Ilion, New York is a town that Remington built. Almost two hundred years ago, a young man named Eliphalet Remington Jr. (photo) forged his first rifle barrel at his father’s ironworks here in the Mohawk Valley. These days, the Remington Arms factory in this village, midway between Albany and Syracuse, is one of the few large manufacturers still prospering in a part of upstate New York that was once filled with them.Rico says these are the unexpected side effects of stupidity... (And microstamping is, at best, useless and expensive; there are far too many ways to defeat it.)
But now residents of Ilion, a community whose history and economy are indelibly linked to one of America’s more celebrated gunmakers, are starting to worry about Remington’s future. The recent mass shootings at a screening of The Dark Knight Rises in Colorado and at a Sikh temple in Wisconsin have galvanized advocates of tougher gun laws in Albany, and Remington has made it clear that such laws could prompt it to leave New York for a more sympathetic state.
While elsewhere the debate over gun control includes talk of balancing constitutional rights with public safety, here residents are most concerned with a little-discussed element of the gun industry: economics.
Diana Bower, who owns a small engineering business with her husband, a onetime engineer at the Remington plant, said politicians pressing for new gun laws— many of them from New York City— did not realize what was at stake upstate. For example, company officials have said one proposal under consideration would require costly plant retooling. “If you don’t live here and work here,” Bower said, “you really don’t know what it means to say, ‘Pass this,’ or, ‘Pass that.’ ”
And Rusty Brown, a furnace technician in the powdered-metal products division at the plant and a former president of its union, spells it out bluntly: “In my eyes, Remington goes away, Ilion goes away.”
Remington, which has its headquarters in North Carolina, employs more than a thousand people at its Ilion plant, a complex of four-story brick buildings, some still with creaky wood floors, that are connected by passageways. The plant looks like a relic of the Industrial Revolution; from the outside, at least, little has changed since close to a century ago, when Remington expanded to meet the demand for firearms during World War One.
Ilion, which now has about eight thousand residents, developed around the plant, and the Remington name is ubiquitous here. Students at Remington Elementary School can see the factory from their playground; even the doormat on the front steps at the Ilion police station notes: Home of Remington. (Free gun locks are available inside.)
The company is a rare economic bright spot in this part of the Mohawk Valley. The area has lost over eleven thousand of its manufacturing jobs since 1990, or more than half, according to the State Labor Department. But Remington has added positions in recent years as its parent company consolidated production of other gun brands, like Bushmaster and Marlin, in Ilion.
“Not only have they stayed, but they’ve grown,” said John Scarano, the executive director of the Herkimer County Chamber of Commerce.
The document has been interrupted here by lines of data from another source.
use std::ptr::NonNull;

use object::{Address, WORD};

use crate::{
    arena::ArenaAllocator,
    error::{GcError, GcResult},
    system::{raw_free, raw_malloc},
};

/// Arena allocator that hands every block straight to the system allocator
/// and remembers it in a list. Slower than [`crate::ArenaCollection`], but
/// has no page bookkeeping at all, which makes it useful for testing the
/// collector in isolation.
#[derive(Debug)]
pub struct SimpleArenaCollection {
    small_request_threshold: usize,
    blocks: Vec<(NonNull<u8>, usize)>,
    total_memory_used: usize,
}

impl SimpleArenaCollection {
    pub fn new(small_request_threshold: usize) -> Self {
        Self {
            small_request_threshold,
            blocks: Vec::new(),
            total_memory_used: 0,
        }
    }

    pub fn block_count(&self) -> usize {
        self.blocks.len()
    }
}

impl ArenaAllocator for SimpleArenaCollection {
    fn malloc(&mut self, size: usize) -> GcResult<Address> {
        debug_assert!(size > 0 && size <= self.small_request_threshold);
        debug_assert!(size.is_multiple_of(WORD));
        let block = raw_malloc(size).ok_or(GcError::OutOfMemory { size })?;
        self.blocks.push((block, size));
        self.total_memory_used += size;
        Ok(Address::from_ptr(block.as_ptr()))
    }

    fn mass_free(&mut self, ok_to_free: &mut dyn FnMut(Address) -> bool) {
        let mut total = 0;
        self.blocks.retain(|&(block, size)| {
            if ok_to_free(Address::from_ptr(block.as_ptr())) {
                // SAFETY: the block came from raw_malloc with this size
                unsafe { raw_free(block, size) };
                false
            } else {
                total += size;
                true
            }
        });
        self.total_memory_used = total;
    }

    fn total_memory_used(&self) -> usize {
        self.total_memory_used
    }
}

impl Drop for SimpleArenaCollection {
    fn drop(&mut self) {
        for (block, size) in self.blocks.drain(..) {
            // SAFETY: the block came from raw_malloc with this size
            unsafe { raw_free(block, size) };
        }
    }
}
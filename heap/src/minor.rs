//! Minor collection: copy the live nursery objects out, then empty it.

use std::sync::Arc;

use log::{debug, trace};
use object::{
    Address, GcFlags, HEADER_SIZE, forwarding_address, round_up_to_word,
    set_forwarded,
};

use crate::{
    error::fatal_error,
    minimark::{MiniMark, header},
    roots::RootProvider,
    types::TypeTable,
};

impl MiniMark {
    pub(crate) fn minor_collection(&mut self, roots: &mut dyn RootProvider) {
        let used = self.nursery.used_bytes();
        let promoted_before = self.stats.promoted_bytes;
        debug!(
            target: "gc",
            "minor collection #{}: {used} bytes in the nursery",
            self.stats.minor_collections + 1
        );

        let types = Arc::clone(&self.types);
        self.collect_roots_in_nursery(&types, roots);
        if !self.old_objects_with_cards_set.is_empty() {
            self.collect_cardrefs_to_nursery(&types);
        }
        self.collect_oldrefs_to_nursery(&types);
        if !self.young_objects_with_weakrefs.is_empty() {
            self.invalidate_young_weakrefs(&types);
        }
        self.young_objects_shadows.clear();
        self.nursery.reset();
        self.stats.minor_collections += 1;

        debug!(
            target: "gc",
            "minor collection done: {} bytes promoted, {} bytes outside the nursery",
            self.stats.promoted_bytes - promoted_before,
            self.total_memory_used()
        );
        if self.settings.debug_checks {
            self.debug_check_consistency(roots);
        }
    }

    fn collect_roots_in_nursery(
        &mut self,
        types: &TypeTable,
        roots: &mut dyn RootProvider,
    ) {
        roots.visit_stack_roots(&mut |slot| self.trace_drag_out(types, slot));
        roots.visit_static_nongc_roots(&mut |slot| self.trace_drag_out(types, slot));
    }

    /// Drains the remembered set. Copying an object pushes the copy, so this
    /// runs until no reachable young object is left behind.
    fn collect_oldrefs_to_nursery(&mut self, types: &TypeTable) {
        while let Some(obj) = self.old_objects_pointing_to_young.pop() {
            debug_assert!(!self.is_in_nursery(obj));
            header(obj).add_flag(GcFlags::NO_YOUNG_PTRS);
            // SAFETY: remembered objects are live old objects
            unsafe { types.trace(obj, &mut |slot| self.trace_drag_out(types, slot)) };
        }
    }

    /// Copies the young object referenced by `slot` out of the nursery (once)
    /// and updates `slot` to the new address.
    pub(crate) fn trace_drag_out(&mut self, types: &TypeTable, slot: &mut Address) {
        let obj = *slot;
        if !self.is_in_nursery(obj) {
            return;
        }
        let hdr = header(obj);
        if hdr.is_forwarded() {
            // SAFETY: obj is a forwarding stub
            *slot = unsafe { forwarding_address(obj) };
            return;
        }

        // SAFETY: obj is a live nursery object
        let size = unsafe { types.object_size(obj) };
        let totalsize = round_up_to_word(HEADER_SIZE + size);
        let newhdr = if hdr.has_flag(GcFlags::HAS_SHADOW) {
            // id() already reserved the target
            hdr.remove_flag(GcFlags::HAS_SHADOW);
            match self.young_objects_shadows.get(&obj) {
                Some(&shadow) => shadow.sub(HEADER_SIZE),
                None => fatal_error("HAS_SHADOW object without a shadow"),
            }
        } else {
            match self.ac.malloc(totalsize) {
                Ok(block) => block,
                Err(err) => fatal_error(&format!("cannot promote a young object: {err}")),
            }
        };

        let newobj = newhdr.add(HEADER_SIZE);
        // SAFETY: both blocks hold totalsize bytes and do not overlap; the
        // nursery object is at least MIN_NURSERY_OBJECT_SIZE
        unsafe {
            std::ptr::copy_nonoverlapping(
                obj.sub(HEADER_SIZE).as_ptr::<u8>(),
                newhdr.as_ptr::<u8>(),
                totalsize,
            );
            set_forwarded(obj, newobj);
        }
        trace!(target: "gc", "promoted {obj:?} -> {newobj:?} ({totalsize} bytes)");
        *slot = newobj;
        self.stats.promoted_bytes += totalsize;
        // the copy may still reference young objects
        self.old_objects_pointing_to_young.push(newobj);
    }

    /// Weakref holders that survived move to the old list with their target
    /// updated, or cleared if the target died.
    fn invalidate_young_weakrefs(&mut self, types: &TypeTable) {
        while let Some(obj) = self.young_objects_with_weakrefs.pop() {
            if !header(obj).is_forwarded() {
                // the holder itself died
                continue;
            }
            // SAFETY: obj is a forwarding stub
            let obj = unsafe { forwarding_address(obj) };
            let offset = match types.weakpointer_offset(header(obj).type_id()) {
                Some(offset) => offset,
                None => fatal_error("weakref holder without a weak pointer"),
            };
            let slot = obj.add(offset);
            // SAFETY: offset is the weak pointer field of obj
            let target = unsafe { slot.load_address() };
            if target.is_null() {
                continue;
            }
            if self.is_in_nursery(target) {
                if header(target).is_forwarded() {
                    // SAFETY: target is a forwarding stub; slot is writable
                    unsafe { slot.store_address(forwarding_address(target)) };
                } else {
                    // SAFETY: slot is writable
                    unsafe { slot.store_address(Address::NULL) };
                    continue;
                }
            }
            self.old_objects_with_weakrefs.push(obj);
        }
    }
}
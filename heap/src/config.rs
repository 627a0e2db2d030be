use log::warn;
use object::{MIN_NURSERY_OBJECT_SIZE, WORD};

use crate::{arena::PAGE_HEADER_SIZE, error::GcError};

pub const ENV_NURSERY: &str = "MINIMARK_NURSERY";
pub const ENV_MAJOR_COLLECT: &str = "MINIMARK_MAJOR_COLLECT";
pub const ENV_MAX: &str = "MINIMARK_MAX";

/// Configuration of the collector. Read once when the collector is built.
#[derive(Debug, Clone)]
pub struct GcSettings {
    /// Size of the nursery in bytes. Must be a multiple of the word size.
    pub nursery_size: usize,
    /// A major collection starts when the memory outside the nursery grows
    /// past `major_collection_threshold` times what survived the last one.
    pub major_collection_threshold: f64,
    /// Largest request, header included, served by the nursery and the
    /// arenas. Bigger objects go to the system allocator.
    pub small_request_threshold: usize,
    /// Size of an arena page. Each page serves a single size class.
    pub page_size: usize,
    /// Size of an arena, the unit of memory requested from the OS.
    pub arena_size: usize,
    /// Upper bound for memory outside the nursery, 0 for no limit.
    pub max_heap_size: usize,
    /// Array items covered by one card marker bit of a large array, 0 to
    /// disable card marking. Must be a power of two.
    pub card_page_indices: usize,
    /// Check the header invariants after every collection.
    pub debug_checks: bool,
}

impl Default for GcSettings {
    fn default() -> Self {
        Self {
            nursery_size: 896 * 1024,               // 896 KB
            major_collection_threshold: 1.82,       // grow by 82%
            small_request_threshold: 256 - WORD,    // 248 bytes on 64 bit
            page_size: 4096,                        // 4 KB
            arena_size: 65536 * WORD,               // 512 KB on 64 bit
            max_heap_size: 0,                       // unlimited
            card_page_indices: 128,
            debug_checks: cfg!(debug_assertions),
        }
    }
}

impl GcSettings {
    /// Default settings with the `MINIMARK_*` environment overrides applied.
    pub fn from_env() -> Self {
        Self::default().with_overrides(|name| std::env::var(name).ok())
    }

    /// Applies overrides found through `lookup`. Bad values are ignored.
    pub fn with_overrides(
        mut self,
        lookup: impl Fn(&str) -> Option<String>,
    ) -> Self {
        if let Some(text) = lookup(ENV_NURSERY) {
            match parse_size(&text) {
                // keep room for a reasonable number of small objects
                Some(size) => {
                    let minimum = 18 * self.small_request_threshold;
                    self.nursery_size = round_down_to_word(size.max(minimum));
                }
                None => warn!(target: "gc", "ignoring {ENV_NURSERY}={text:?}"),
            }
        }
        if let Some(text) = lookup(ENV_MAJOR_COLLECT) {
            match text.trim().parse::<f64>() {
                Ok(factor) if factor >= 1.0 => {
                    self.major_collection_threshold = factor;
                }
                _ => warn!(target: "gc", "ignoring {ENV_MAJOR_COLLECT}={text:?}"),
            }
        }
        if let Some(text) = lookup(ENV_MAX) {
            match parse_size(&text) {
                Some(size) => self.max_heap_size = size,
                None => warn!(target: "gc", "ignoring {ENV_MAX}={text:?}"),
            }
        }
        self
    }

    pub fn validate(&self) -> Result<(), GcError> {
        let invalid = |reason: &'static str| -> Result<(), GcError> {
            Err(GcError::InvalidSettings(reason))
        };
        if self.nursery_size == 0
            || self.page_size == 0
            || self.arena_size == 0
            || self.small_request_threshold == 0
        {
            return invalid("sizes must be > 0");
        }
        if !self.nursery_size.is_multiple_of(WORD)
            || !self.page_size.is_multiple_of(WORD)
            || !self.small_request_threshold.is_multiple_of(WORD)
        {
            return invalid("sizes must be multiples of the word size");
        }
        if self.small_request_threshold < MIN_NURSERY_OBJECT_SIZE {
            return invalid("small_request_threshold is below the minimum object size");
        }
        if self.page_size < PAGE_HEADER_SIZE + self.small_request_threshold {
            return invalid("page_size cannot hold a block of small_request_threshold");
        }
        if self.arena_size < 2 * self.page_size {
            return invalid("arena_size must hold at least two pages");
        }
        if self.nursery_size < self.small_request_threshold {
            return invalid("nursery_size must hold a small request");
        }
        if self.card_page_indices != 0 && !self.card_page_indices.is_power_of_two() {
            return invalid("card_page_indices must be 0 or a power of two");
        }
        if !(self.major_collection_threshold >= 1.0) {
            return invalid("major_collection_threshold must be >= 1.0");
        }
        Ok(())
    }
}

#[inline]
fn round_down_to_word(size: usize) -> usize {
    size & !(WORD - 1)
}

/// Parses a byte count such as `4096`, `512KB` or `1GB`.
pub fn parse_size(text: &str) -> Option<usize> {
    let text = text.trim();
    let upper = text.to_ascii_uppercase();
    let (digits, factor) = [
        ("GB", 1 << 30),
        ("MB", 1 << 20),
        ("KB", 1 << 10),
        ("G", 1 << 30),
        ("M", 1 << 20),
        ("K", 1 << 10),
        ("B", 1),
    ]
    .iter()
    .find_map(|&(suffix, factor)| {
        upper.strip_suffix(suffix).map(|digits| (digits, factor))
    })
    .unwrap_or((upper.as_str(), 1));
    digits.trim().parse::<usize>().ok()?.checked_mul(factor)
}

#[cfg(test)]
mod tests {
    use super::*;

    fn lookup<'a>(
        pairs: &'a [(&'a str, &'a str)],
    ) -> impl Fn(&str) -> Option<String> + 'a {
        move |name| {
            pairs
                .iter()
                .find(|(key, _)| *key == name)
                .map(|(_, value)| value.to_string())
        }
    }

    #[test]
    fn test_default_settings_are_valid() {
        GcSettings::default().validate().expect("defaults must validate");
    }

    #[test]
    fn test_validate_rejects_bad_layouts() {
        let cases = [
            GcSettings { nursery_size: 0, ..Default::default() },
            GcSettings { page_size: 4095, ..Default::default() },
            GcSettings { small_request_threshold: WORD, ..Default::default() },
            GcSettings { page_size: 256, ..Default::default() },
            GcSettings { arena_size: 4096, ..Default::default() },
            GcSettings { nursery_size: 64, ..Default::default() },
            GcSettings { major_collection_threshold: 0.5, ..Default::default() },
            GcSettings { major_collection_threshold: f64::NAN, ..Default::default() },
            GcSettings { card_page_indices: 12, ..Default::default() },
        ];
        for settings in cases {
            assert!(
                matches!(settings.validate(), Err(GcError::InvalidSettings(_))),
                "{settings:?} should be rejected"
            );
        }
    }

    #[test]
    fn test_card_marking_can_be_disabled() {
        let settings = GcSettings { card_page_indices: 0, ..Default::default() };
        settings.validate().expect("card marking is optional");
    }

    #[test]
    fn test_parse_size_suffixes() {
        assert_eq!(parse_size("4096"), Some(4096));
        assert_eq!(parse_size("512KB"), Some(512 * 1024));
        assert_eq!(parse_size("3mb"), Some(3 << 20));
        assert_eq!(parse_size(" 1G "), Some(1 << 30));
        assert_eq!(parse_size("12B"), Some(12));
        assert_eq!(parse_size("lots"), None);
        assert_eq!(parse_size(""), None);
    }

    #[test]
    fn test_env_overrides() {
        let settings = GcSettings::default().with_overrides(lookup(&[
            (ENV_NURSERY, "4MB"),
            (ENV_MAJOR_COLLECT, "2.5"),
            (ENV_MAX, "1GB"),
        ]));
        assert_eq!(settings.nursery_size, 4 << 20);
        assert_eq!(settings.major_collection_threshold, 2.5);
        assert_eq!(settings.max_heap_size, 1 << 30);
        settings.validate().expect("overridden settings must validate");
    }

    #[test]
    fn test_env_overrides_ignore_bad_values() {
        let defaults = GcSettings::default();
        let settings = GcSettings::default().with_overrides(lookup(&[
            (ENV_NURSERY, "huge"),
            (ENV_MAJOR_COLLECT, "0.9"),
            (ENV_MAX, "-1"),
        ]));
        assert_eq!(settings.nursery_size, defaults.nursery_size);
        assert_eq!(
            settings.major_collection_threshold,
            defaults.major_collection_threshold
        );
        assert_eq!(settings.max_heap_size, 0);
    }

    #[test]
    fn test_tiny_nursery_override_is_clamped() {
        let settings = GcSettings::default()
            .with_overrides(lookup(&[(ENV_NURSERY, "100")]));
        assert_eq!(settings.nursery_size, 18 * settings.small_request_threshold);
    }
}
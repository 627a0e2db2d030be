//! Major collection: mark everything reachable, sweep the rest in place.
//!
//! Finalizers are ordered with a three-state walk encoded in two flags:
//!
//! ```text
//! state 0: neither flag             not reached
//! state 1: FINALIZATION_ORDERING    reached from a finalizer object only
//! state 2: both                     finalizable, kept alive for its finalizer
//! state 3: VISITED                  reachable, or kept alive by state 2
//! ```

use std::{collections::VecDeque, mem, sync::Arc};

use log::{debug, warn};
use object::{Address, GcFlags, Header};

use crate::{
    error::{GcError, GcResult, fatal_error},
    minimark::{MiniMark, header},
    roots::RootProvider,
    system::raw_free,
    types::TypeTable,
};

impl MiniMark {
    /// Full mark and sweep of the memory outside the nursery, which must be
    /// empty. `reserving` is the size of the allocation that triggered it.
    pub(crate) fn major_collection(
        &mut self,
        roots: &mut dyn RootProvider,
        reserving: usize,
    ) -> GcResult<()> {
        assert!(self.nursery.is_empty(), "nursery not empty in major_collection()");
        debug!(
            target: "gc",
            "major collection #{}: {} bytes in arenas, {} bytes in large objects",
            self.stats.major_collections + 1,
            self.ac.total_memory_used(),
            self.rawmalloced_total_size
        );
        let before = self.total_memory_used();

        let types = Arc::clone(&self.types);
        self.collect_roots(roots);
        self.visit_all_objects(&types);
        if !self.objects_with_finalizers.is_empty() {
            self.deal_with_objects_with_finalizers(&types);
        }
        debug_assert!(self.objects_to_trace.is_empty());
        if !self.old_objects_with_weakrefs.is_empty() {
            self.invalidate_old_weakrefs(&types);
        }

        self.free_unvisited_rawmalloc_objects();
        self.ac.mass_free(&mut |hdr| {
            // SAFETY: every arena block starts with a header
            let hdr = unsafe { &*hdr.as_ptr::<Header>() };
            if hdr.has_flag(GcFlags::VISITED) {
                hdr.remove_flag(GcFlags::VISITED);
                false
            } else {
                true
            }
        });
        for &obj in &self.prebuilt_root_objects {
            header(obj).remove_flag(GcFlags::VISITED);
        }
        self.stats.major_collections += 1;

        let total = self.total_memory_used();
        debug!(
            target: "gc",
            "major collection done: {} bytes freed, {total} bytes in use",
            before.saturating_sub(total)
        );
        if self.settings.debug_checks {
            self.debug_check_consistency(roots);
        }

        self.next_major_collection_threshold = (total as f64
            * self.settings.major_collection_threshold)
            .max(self.min_heap_size)
            + reserving as f64;
        if self.max_heap_size > 0 {
            let limit = self.max_heap_size as f64;
            if self.next_major_collection_threshold > limit {
                self.next_major_collection_threshold = limit;
            }
            if (total + reserving) as f64 >= limit {
                if self.max_heap_size_already_raised {
                    fatal_error("using too much memory, aborting");
                }
                self.max_heap_size_already_raised = true;
                warn!(
                    target: "gc",
                    "heap limit of {} bytes reached with {total} bytes in use",
                    self.max_heap_size
                );
                return Err(GcError::HeapLimitExceeded {
                    used: total,
                    limit: self.max_heap_size,
                });
            }
        }
        self.max_heap_size_already_raised = false;
        debug!(
            target: "gc",
            "next major collection at {} bytes",
            self.next_major_collection_threshold as usize
        );

        self.execute_finalizers(roots);
        Ok(())
    }

    fn collect_roots(&mut self, roots: &mut dyn RootProvider) {
        self.objects_to_trace
            .extend_from_slice(&self.prebuilt_root_objects);
        let pending = &mut self.objects_to_trace;
        roots.visit_stack_roots(&mut |slot| pending.push(*slot));
        roots.visit_static_nongc_roots(&mut |slot| pending.push(*slot));
        // objects waiting for their finalizer stay alive
        pending.extend(self.run_finalizers.iter().copied());
    }

    fn visit_all_objects(&mut self, types: &TypeTable) {
        while let Some(obj) = self.objects_to_trace.pop() {
            self.visit(types, obj);
        }
    }

    fn visit(&mut self, types: &TypeTable, obj: Address) {
        if obj.is_null() {
            return;
        }
        let hdr = header(obj);
        // prebuilt objects never written to cannot lead into the heap
        if hdr.has_any(GcFlags::VISITED | GcFlags::NO_HEAP_PTRS) {
            return;
        }
        debug_assert!(!self.is_in_nursery(obj), "young object {obj:?} reached by a major collection");
        hdr.add_flag(GcFlags::VISITED);
        let pending = &mut self.objects_to_trace;
        // SAFETY: obj is a live object
        unsafe { types.trace(obj, &mut |slot| pending.push(*slot)) };
    }

    // ── Finalizers ────────────────────────────────────────────────────

    /// Splits the objects with finalizers into those still reachable and
    /// those whose finalizer must run, keeping what the latter reference
    /// alive. A finalizer object reachable from another unreachable finalizer
    /// object waits for a later collection.
    fn deal_with_objects_with_finalizers(&mut self, types: &TypeTable) {
        let mut new_with_finalizer = VecDeque::new();
        let mut marked = VecDeque::new();
        let mut pending = Vec::new();

        while let Some(x) = self.objects_with_finalizers.pop_front() {
            debug_assert_ne!(finalization_state(x), 1);
            if header(x).has_flag(GcFlags::VISITED) {
                new_with_finalizer.push_back(x);
                continue;
            }
            marked.push_back(x);
            pending.push(x);
            while let Some(y) = pending.pop() {
                if y.is_null() || header(y).has_flag(GcFlags::NO_HEAP_PTRS) {
                    continue;
                }
                match finalization_state(y) {
                    0 => {
                        header(y).add_flag(GcFlags::FINALIZATION_ORDERING);
                        // SAFETY: y is a live object
                        unsafe { types.trace(y, &mut |slot| pending.push(*slot)) };
                    }
                    2 => self.recursively_bump_finalization_state_from_2_to_3(types, y),
                    _ => {}
                }
            }
            self.recursively_bump_finalization_state_from_1_to_2(types, x);
        }

        while let Some(x) = marked.pop_front() {
            let state = finalization_state(x);
            debug_assert!(state >= 2);
            if state == 2 {
                self.run_finalizers.push_back(x);
                self.recursively_bump_finalization_state_from_2_to_3(types, x);
            } else {
                new_with_finalizer.push_back(x);
            }
        }
        self.objects_with_finalizers = new_with_finalizer;
    }

    /// Marks `obj` and everything it reaches, turning state 1 into 2 and
    /// state 0 into 3.
    fn recursively_bump_finalization_state_from_1_to_2(
        &mut self,
        types: &TypeTable,
        obj: Address,
    ) {
        debug_assert_eq!(finalization_state(obj), 1);
        self.objects_to_trace.push(obj);
        self.visit_all_objects(types);
    }

    fn recursively_bump_finalization_state_from_2_to_3(
        &mut self,
        types: &TypeTable,
        obj: Address,
    ) {
        let mut pending = mem::take(&mut self.tmpstack);
        pending.push(obj);
        while let Some(y) = pending.pop() {
            if y.is_null() {
                continue;
            }
            let hdr = header(y);
            if hdr.has_flag(GcFlags::FINALIZATION_ORDERING) {
                hdr.remove_flag(GcFlags::FINALIZATION_ORDERING);
                // SAFETY: y is a live object
                unsafe { types.trace(y, &mut |slot| pending.push(*slot)) };
            }
        }
        self.tmpstack = pending;
    }

    /// Runs the finalizers found by the last major collection. Allocations
    /// done by finalizers only trigger minor collections.
    pub(crate) fn execute_finalizers(&mut self, roots: &mut dyn RootProvider) {
        if self.finalizer_lock {
            return;
        }
        self.finalizer_lock = true;
        while let Some(obj) = self.run_finalizers.pop_front() {
            let type_id = header(obj).type_id();
            if let Some(finalizer) = self.types.finalizer(type_id) {
                finalizer(self, roots, obj);
                self.stats.finalizers_run += 1;
            }
        }
        self.finalizer_lock = false;
    }

    // ── Weakrefs and sweeping ─────────────────────────────────────────

    fn invalidate_old_weakrefs(&mut self, types: &TypeTable) {
        let holders = mem::take(&mut self.old_objects_with_weakrefs);
        for obj in holders {
            if !header(obj).has_flag(GcFlags::VISITED) {
                // the holder itself dies
                continue;
            }
            let Some(offset) = types.weakpointer_offset(header(obj).type_id()) else {
                continue;
            };
            let slot = obj.add(offset);
            // SAFETY: offset is the weak pointer field of obj
            let target = unsafe { slot.load_address() };
            if target.is_null() {
                continue;
            }
            if header(target).has_any(GcFlags::VISITED | GcFlags::NO_HEAP_PTRS) {
                self.old_objects_with_weakrefs.push(obj);
            } else {
                // SAFETY: slot is writable
                unsafe { slot.store_address(Address::NULL) };
            }
        }
    }

    fn free_unvisited_rawmalloc_objects(&mut self) {
        let objects = mem::take(&mut self.rawmalloced_objects);
        let mut survivors = Vec::with_capacity(objects.len());
        for raw in objects {
            let hdr = header(raw.obj);
            if hdr.has_flag(GcFlags::VISITED) {
                hdr.remove_flag(GcFlags::VISITED);
                survivors.push(raw);
                continue;
            }
            self.rawmalloced_total_size -= raw.size;
            // SAFETY: allocated by external_malloc with this size
            unsafe { raw_free(raw.block, raw.size) };
        }
        self.rawmalloced_objects = survivors;
    }
}

/// Finalization state of `obj`, see the module documentation.
fn finalization_state(obj: Address) -> u8 {
    let hdr = header(obj);
    match (
        hdr.has_flag(GcFlags::VISITED),
        hdr.has_flag(GcFlags::FINALIZATION_ORDERING),
    ) {
        (false, false) => 0,
        (false, true) => 1,
        (true, true) => 2,
        (true, false) => 3,
    }
}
He added that the jobs at the plant were “not minimum-wage jobs— they’re good jobs,” and, indeed, many of the job postings on Remington’s website recently were for skilled engineering positions.
Yet the talk of new gun laws, in a state that already has some of the most restrictive in the nation, has some people on edge.
Governor Andrew M. Cuomo said last week that he felt a new urgency to tackle legislation relating to gun violence and planned to make it one of his top priorities when lawmakers returned to Albany for the legislative session next year. “There’s been current events that have really shaped the psyche of this state, and I think there is a receptivity, as we stand here today, by the Legislature for additional measures,” Cuomo, a Democrat, said, adding: “I think there’s an appetite for reform, and I think that’s a good thing.”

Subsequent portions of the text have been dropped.